As I read Colm Tóibín’s enthralling piece about the history of the Great Hunger in Ireland (LRB, 30 July), and noted his wish for the ‘living, speaking voice’ and ‘the perspective of those who were not administrators or politicians or landlords’, I began to think that at any moment he would make use of Thomas Gallagher’s Paddy’s Lament: Ireland 1846-47, which teems with such material. Gallagher, an American writer whose father had emigrated from County Roscommon, was able to get close to the Famine itself and the ways in which people suffered, retaliated and escaped, because he used, in addition to a great many contemporary newspapers and official records, the 2600 pages of transcribed interviews, conducted in 1955, with people ‘old enough to remember their parents’ stories of the famine’. These are stored in the Irish Folklore Department at University College, Dublin.

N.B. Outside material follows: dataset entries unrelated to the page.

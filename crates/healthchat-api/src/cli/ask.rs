//! One-shot question: `healthchat ask "<question>"`.
//!
//! Streams the answer to stdout as it arrives. With `--json`, nothing is
//! streamed and the completed transcript is printed as JSON instead.

use std::io::Write;

use console::style;
use futures_util::StreamExt;

use healthchat_core::chat::transcript::Transcript;
use healthchat_types::error::ChatError;

use crate::state::AppState;

pub async fn ask(state: &AppState, question: String, json: bool) -> anyhow::Result<()> {
    let transcript = Transcript::shared();
    let mut fragments = state
        .chat_service
        .ask_in_session(transcript.clone(), question);

    let mut stdout = std::io::stdout();
    while let Some(fragment) = fragments.next().await {
        match fragment {
            Ok(text) => {
                if !json {
                    print!("{text}");
                    stdout.flush()?;
                }
            }
            Err(ChatError::InvalidInput(msg)) => {
                eprintln!("{} {msg}", style("!").yellow().bold());
                anyhow::bail!("no question given");
            }
            Err(e) => {
                if !json {
                    println!();
                }
                return Err(e.into());
            }
        }
    }

    if json {
        let transcript = transcript.lock().await;
        let output = serde_json::json!({
            "model": state.config.provider.model,
            "transcript": transcript.entries(),
        });
        println!("{}", serde_json::to_string_pretty(&output)?);
    } else {
        println!();
    }

    Ok(())
}
use thiserror::Error;

use crate::llm::LlmError;

/// Errors raised while answering a single question.
///
/// These are recoverable: the UI reports them inline and the session
/// (including its transcript) carries on.
#[derive(Debug, Error)]
pub enum ChatError {
    #[error("invalid input: {0}")]
    InvalidInput(String),

    #[error("inference failed: {0}")]
    Inference(#[from] LlmError),
}

/// Errors in process configuration. Fatal at startup.
#[derive(Debug, Error)]
pub enum ConfigError {
    #[error("{name} not found. Add it to your environment or a .env file.")]
    MissingCredential { name: String },

    #[error("invalid configuration: {0}")]
    Invalid(String),
}

/// Errors loading the prompt bundle resource. Fatal at startup.
#[derive(Debug, Error)]
pub enum PromptBundleError {
    #[error("prompt bundle not found at '{path}'")]
    NotFound { path: String },

    #[error("prompt bundle '{path}' could not be read: {reason}")]
    Unreadable { path: String, reason: String },

    #[error("malformed prompt bundle: {0}")]
    Malformed(String),
}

From them, via Gallagher, we can learn how the first smell of the potato rot, like ‘the bilge water of a ship’, stole over the countryside and made the dogs howl. (I heard on Barra how the same thing happened in the same year in the Scottish Hebrides.) The fog that was common during that damp July is still called the ‘potato fog’. Starvation soon followed, people began to fight for turnip cuttings, pick up fish offal with their toes in fish markets, and gather nettles from graveyards to make broth. They died exhausted, their ‘entire alimentary canals, from mouth to anus … completely empty’, or their intestines destroyed by gangrene so that their ‘stools would resemble water in which raw meat had been washed’.

People expressed their despair in hopeless sayings: ‘There will be nothing for us but to lie down and die.’ ‘If the English desert us now, God in His glory they’ll never see.’ ‘I swear by the broken heart my mother died of, the hand of God is in this. It’s a curse that has fallen on the land.’ Jeremiah Hegarty of Galway died in a ditch of starvation because, worried that his family would be evicted, he had refrained from eating the barley earmarked to pay the rent. Many others were less well behaved and stole sheep, leaving behind the head and the bell and skinning the carcass on a flat tombstone before taking the flesh back to be cooked in a hiding-place. The farmers retaliated by building pits full of spikes: the thief fell in, was held there by his pierced feet and then clubbed to death. So people were reduced to eating rats, dogs, the carcasses of diseased cattle and ‘the joints of starved horses’.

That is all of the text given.